WORK REQUIRED »
In the records below, the line with "impl PeerSink for" opens the range and the line with "async fn tip_and_block_candidates()" closes it; print that range exactly and nothing else.

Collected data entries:
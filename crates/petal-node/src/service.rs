//! Async owner of a [`RelayNode`].
//!
//! Uses a command-channel architecture: [`PoolHandle`] sends [`PoolEvent`]s
//! over an unbounded mpsc channel to one background tokio task, which
//! applies them to the relay in arrival order. The stem timer posts into
//! the same channel, so timer callbacks are serialized with everything
//! else. The relay sits behind a `parking_lot::Mutex` that the loop holds
//! while applying an event; handle queries and peer cursor moves take the
//! same lock and so never interleave with a half-applied event.

use std::sync::Arc;

use parking_lot::Mutex;
use petal_core::traits::{ContextValidator, PeerSink};
use petal_core::types::{ContextHash, Height, Transaction};
use tokio::runtime::Handle;
use tokio::sync::{mpsc, oneshot};
use tokio::task::JoinHandle;
use tracing::{debug, info, warn};

use crate::config::NodeConfig;
use crate::error::PetalError;
use crate::relay::{PeerId, PoolSnapshot, RelayNode};
use crate::timer::TokioTimer;

/// Inputs to the pool service loop.
#[derive(Debug)]
pub enum PoolEvent {
    /// Stem-phase transaction from the wallet or a stem peer.
    StemTx(Transaction),
    /// Publicly broadcast transaction.
    FluffTx(Transaction),
    /// Speculative transaction chained off `parent`'s context.
    DependentTx {
        tx: Transaction,
        parent: Option<ContextHash>,
        context: ContextHash,
    },
    /// Publish the best dependent chain.
    PromoteBest,
    /// A new block became the tip.
    NewTip(Height),
    /// The stem timer fired.
    TimerFired,
    /// Reply once every earlier event has been applied.
    Flush(oneshot::Sender<()>),
    /// Stop the loop and clear the pools.
    Shutdown,
}

/// Cloneable handle to a running pool service.
#[derive(Clone)]
pub struct PoolHandle {
    events: mpsc::UnboundedSender<PoolEvent>,
    relay: Arc<Mutex<RelayNode>>,
}

impl std::fmt::Debug for PoolHandle {
    fn fmt(&self, f: &mut std::fmt::Formatter<'_>) -> std::fmt::Result {
        f.debug_struct("PoolHandle")
            .field("running", &!self.events.is_closed())
            .finish()
    }
}

impl PoolHandle {
    fn send(&self, event: PoolEvent) -> Result<(), PetalError> {
        self.events.send(event).map_err(|_| PetalError::ServiceStopped)
    }

    pub fn submit_stem(&self, tx: Transaction) -> Result<(), PetalError> {
        self.send(PoolEvent::StemTx(tx))
    }

    pub fn submit_fluff(&self, tx: Transaction) -> Result<(), PetalError> {
        self.send(PoolEvent::FluffTx(tx))
    }

    pub fn submit_dependent(
        &self,
        tx: Transaction,
        parent: Option<ContextHash>,
        context: ContextHash,
    ) -> Result<(), PetalError> {
        self.send(PoolEvent::DependentTx { tx, parent, context })
    }

    pub fn promote_best(&self) -> Result<(), PetalError> {
        self.send(PoolEvent::PromoteBest)
    }

    pub fn new_tip(&self, height: Height) -> Result<(), PetalError> {
        self.send(PoolEvent::NewTip(height))
    }

    /// Wait until every event sent before this call has been applied.
    pub async fn flush(&self) -> Result<(), PetalError> {
        let (done, wait) = oneshot::channel();
        self.send(PoolEvent::Flush(done))?;
        wait.await.map_err(|_| PetalError::ServiceStopped)
    }

    pub fn shutdown(&self) -> Result<(), PetalError> {
        self.send(PoolEvent::Shutdown)
    }

    pub fn snapshot(&self) -> PoolSnapshot {
        self.relay.lock().snapshot()
    }

    pub fn block_candidates(&self) -> Vec<Transaction> {
        self.relay.lock().block_candidates()
    }

    pub fn select_for_block(&self, size_budget: u32) -> Vec<Transaction> {
        self.relay.lock().select_for_block(size_budget)
    }

    pub fn next_for_peer(&self, peer: PeerId) -> Option<Transaction> {
        self.relay.lock().next_for_peer(peer)
    }

    pub fn drop_peer(&self, peer: PeerId) {
        self.relay.lock().drop_peer(peer);
    }
}

/// Starts the service task.
pub struct PoolService;

impl PoolService {
    /// Validate `config`, build the relay with a tokio-backed stem timer,
    /// and spawn the event loop on the current runtime.
    pub fn spawn(
        config: NodeConfig,
        validator: Arc<dyn ContextValidator>,
        sink: Arc<dyn PeerSink>,
    ) -> Result<(PoolHandle, JoinHandle<()>), PetalError> {
        config.validate()?;
        let runtime = Handle::try_current().map_err(|_| PetalError::NoRuntime)?;

        let (events_tx, events_rx) = mpsc::unbounded_channel();
        let timer = TokioTimer::new(runtime.clone(), events_tx.clone());
        let relay = Arc::new(Mutex::new(RelayNode::new(config, validator, sink, Box::new(timer))));

        let task = runtime.spawn(run(relay.clone(), events_rx));
        Ok((PoolHandle { events: events_tx, relay }, task))
    }
}

async fn run(relay: Arc<Mutex<RelayNode>>, mut events: mpsc::UnboundedReceiver<PoolEvent>) {
    info!("pool service started");
    while let Some(event) = events.recv().await {
        match event {
            PoolEvent::Shutdown => break,
            PoolEvent::Flush(done) => {
                let _ = done.send(());
            }
            other => apply(&mut relay.lock(), other),
        }
    }
    events.close();
    relay.lock().clear();
    info!("pool service stopped");
}

fn apply(relay: &mut RelayNode, event: PoolEvent) {
    match event {
        PoolEvent::StemTx(tx) => match relay.on_stem_tx(tx) {
            Ok(id) => debug!(%id, "stem tx accepted"),
            Err(e) => debug!(%e, "stem tx rejected"),
        },
        PoolEvent::FluffTx(tx) => match relay.on_fluff_tx(tx) {
            Ok(id) => debug!(%id, "fluff tx accepted"),
            Err(e) => debug!(%e, "fluff tx rejected"),
        },
        PoolEvent::DependentTx { tx, parent, context } => {
            match relay.on_dependent_tx(tx, parent, context) {
                Ok(id) => debug!(%id, "dependent tx accepted"),
                Err(e) => debug!(%e, "dependent tx rejected"),
            }
        }
        PoolEvent::PromoteBest => {
            if let Err(e) = relay.promote_best_chain() {
                warn!(%e, "dependent promotion stopped");
            }
        }
        PoolEvent::NewTip(height) => {
            relay.on_new_tip(height);
        }
        PoolEvent::TimerFired => relay.on_timer(),
        PoolEvent::Flush(_) | PoolEvent::Shutdown => {}
    }
}

#[cfg(test)]
mod tests {
    use super::*;
    use petal_core::error::PoolError;
    use petal_core::types::{Amount, Hash256, HeightRange, TxKernel};
    use std::time::Duration;

    #[derive(Default)]
    struct CountingSink {
        stems: Mutex<usize>,
        fluffs: Mutex<usize>,
    }

    impl PeerSink for CountingSink {
        fn send_stem(&self, _tx: &Transaction) {
            *self.stems.lock() += 1;
        }
        fn broadcast_fluff(&self, _tx: &Transaction) {
            *self.fluffs.lock() += 1;
        }
    }

    struct AcceptAll;

    impl ContextValidator for AcceptAll {
        fn validate_tx_context(
            &self,
            _tx: &Transaction,
            _height: &HeightRange,
            fees: Amount,
        ) -> Result<Amount, PoolError> {
            Ok(fees)
        }
    }

    fn make_tx(input: u8, fee: Amount, max: Height) -> Transaction {
        Transaction {
            inputs: vec![Hash256([input; 32])],
            outputs: vec![Hash256([input.wrapping_add(1); 32])],
            kernels: vec![TxKernel { fee, min_height: 0, max_height: max, bvm_charge: 0, nonce: 0 }],
            offset: Hash256::ZERO,
        }
    }

    fn config() -> NodeConfig {
        let mut cfg = NodeConfig::default();
        cfg.rng_seed = Some(3);
        cfg.dandelion.fluff_probability = 0;
        cfg.dandelion.aggregation_time_ms = 0;
        cfg.dandelion.stem_timeout_min_ms = 100;
        cfg.dandelion.stem_timeout_max_ms = 200;
        cfg
    }

    fn start(cfg: NodeConfig) -> (PoolHandle, JoinHandle<()>, Arc<CountingSink>) {
        let sink = Arc::new(CountingSink::default());
        let (handle, task) = PoolService::spawn(cfg, Arc::new(AcceptAll), sink.clone()).unwrap();
        (handle, task, sink)
    }

    #[tokio::test(start_paused = true)]
    async fn embargo_timer_fluffs_through_loop() {
        let (handle, _task, sink) = start(config());
        handle.submit_stem(make_tx(1, 100, 1_000)).unwrap();
        handle.flush().await.unwrap();

        let snap = handle.snapshot();
        assert_eq!(snap.stem, 1);
        assert!(snap.timer_deadline.is_some());
        assert_eq!(*sink.stems.lock(), 1);

        tokio::time::sleep(Duration::from_millis(250)).await;
        handle.flush().await.unwrap();

        let snap = handle.snapshot();
        assert_eq!(snap.stem, 0);
        assert_eq!(snap.profit, 1);
        assert_eq!(snap.timer_deadline, None);
        assert_eq!(*sink.fluffs.lock(), 1);
    }

    #[tokio::test]
    async fn tip_and_block_candidates() {
        let (handle, _task, _sink) = start(config());
        handle.submit_fluff(make_tx(1, 100, 10)).unwrap();
        handle.submit_fluff(make_tx(2, 300, 1_000)).unwrap();
        handle.flush().await.unwrap();
        assert_eq!(handle.block_candidates().len(), 2);

        handle.new_tip(10).unwrap();
        handle.flush().await.unwrap();
        let snap = handle.snapshot();
        assert_eq!(snap.tip, 10);
        assert_eq!(snap.outdated, 1);
        let candidates = handle.block_candidates();
        assert_eq!(candidates.len(), 1);
        assert_eq!(candidates[0].kernels[0].fee, 300);
    }

    #[tokio::test]
    async fn dependent_promotion_through_loop() {
        let (handle, _task, sink) = start(config());
        let root = Hash256([1; 32]);
        handle.submit_dependent(make_tx(1, 100, 1_000), None, root).unwrap();
        handle.submit_dependent(make_tx(3, 500, 1_000), Some(root), Hash256([2; 32])).unwrap();
        handle.promote_best().unwrap();
        handle.flush().await.unwrap();

        let snap = handle.snapshot();
        assert_eq!(snap.dependent, 2);
        assert_eq!(snap.profit, 2);
        assert_eq!(*sink.fluffs.lock(), 2);
    }

    #[tokio::test]
    async fn peers_read_through_handle() {
        let (handle, _task, _sink) = start(config());
        handle.submit_fluff(make_tx(1, 100, 1_000)).unwrap();
        handle.flush().await.unwrap();

        assert!(handle.next_for_peer(9).is_some());
        assert!(handle.next_for_peer(9).is_none());
        handle.drop_peer(9);
        assert_eq!(handle.snapshot().send_queue, 1);
    }

    #[tokio::test]
    async fn shutdown_stops_and_clears() {
        let (handle, task, _sink) = start(config());
        handle.submit_fluff(make_tx(1, 100, 1_000)).unwrap();
        handle.shutdown().unwrap();
        task.await.unwrap();

        assert_eq!(handle.snapshot().fluff, 0);
        assert!(matches!(
            handle.submit_fluff(make_tx(2, 100, 1_000)),
            Err(PetalError::ServiceStopped)
        ));
        assert!(matches!(handle.flush().await, Err(PetalError::ServiceStopped)));
    }

    #[test]
    fn spawn_outside_runtime_fails() {
        let sink = Arc::new(CountingSink::default());
        let err = PoolService::spawn(config(), Arc::new(AcceptAll), sink).unwrap_err();
        assert!(matches!(err, PetalError::NoRuntime));
    }

    #[tokio::test]
    async fn invalid_config_rejected() {
        let mut cfg = config();
        cfg.dandelion.stem_timeout_min_ms = 500;
        let sink = Arc::new(CountingSink::default());
        let err = PoolService::spawn(cfg, Arc::new(AcceptAll), sink).unwrap_err();
        assert!(matches!(err, PetalError::Config(_)));
    }
}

EXERCISE SOLUTION »
    impl PeerSink for CountingSink {
        fn send_stem(&self, _tx: &Transaction) {
            *self.stems.lock() += 1;
        }
        fn broadcast_fluff(&self, _tx: &Transaction) {
            *self.fluffs.lock() += 1;
        }
    }

    struct AcceptAll;

    impl ContextValidator for AcceptAll {
        fn validate_tx_context(
            &self,
            _tx: &Transaction,
            _height: &HeightRange,
            fees: Amount,
        ) -> Result<Amount, PoolError> {
            Ok(fees)
        }
    }

    fn make_tx(input: u8, fee: Amount, max: Height) -> Transaction {
        Transaction {
            inputs: vec![Hash256([input; 32])],
            outputs: vec![Hash256([input.wrapping_add(1); 32])],
            kernels: vec![TxKernel { fee, min_height: 0, max_height: max, bvm_charge: 0, nonce: 0 }],
            offset: Hash256::ZERO,
        }
    }

    fn config() -> NodeConfig {
        let mut cfg = NodeConfig::default();
        cfg.rng_seed = Some(3);
        cfg.dandelion.fluff_probability = 0;
        cfg.dandelion.aggregation_time_ms = 0;
        cfg.dandelion.stem_timeout_min_ms = 100;
        cfg.dandelion.stem_timeout_max_ms = 200;
        cfg
    }

    fn start(cfg: NodeConfig) -> (PoolHandle, JoinHandle<()>, Arc<CountingSink>) {
        let sink = Arc::new(CountingSink::default());
        let (handle, task) = PoolService::spawn(cfg, Arc::new(AcceptAll), sink.clone()).unwrap();
        (handle, task, sink)
    }

    #[tokio::test(start_paused = true)]
    async fn embargo_timer_fluffs_through_loop() {
        let (handle, _task, sink) = start(config());
        handle.submit_stem(make_tx(1, 100, 1_000)).unwrap();
        handle.flush().await.unwrap();

        let snap = handle.snapshot();
        assert_eq!(snap.stem, 1);
        assert!(snap.timer_deadline.is_some());
        assert_eq!(*sink.stems.lock(), 1);

        tokio::time::sleep(Duration::from_millis(250)).await;
        handle.flush().await.unwrap();

        let snap = handle.snapshot();
        assert_eq!(snap.stem, 0);
        assert_eq!(snap.profit, 1);
        assert_eq!(snap.timer_deadline, None);
        assert_eq!(*sink.fluffs.lock(), 1);
    }

    #[tokio::test]
    async fn tip_and_block_candidates() {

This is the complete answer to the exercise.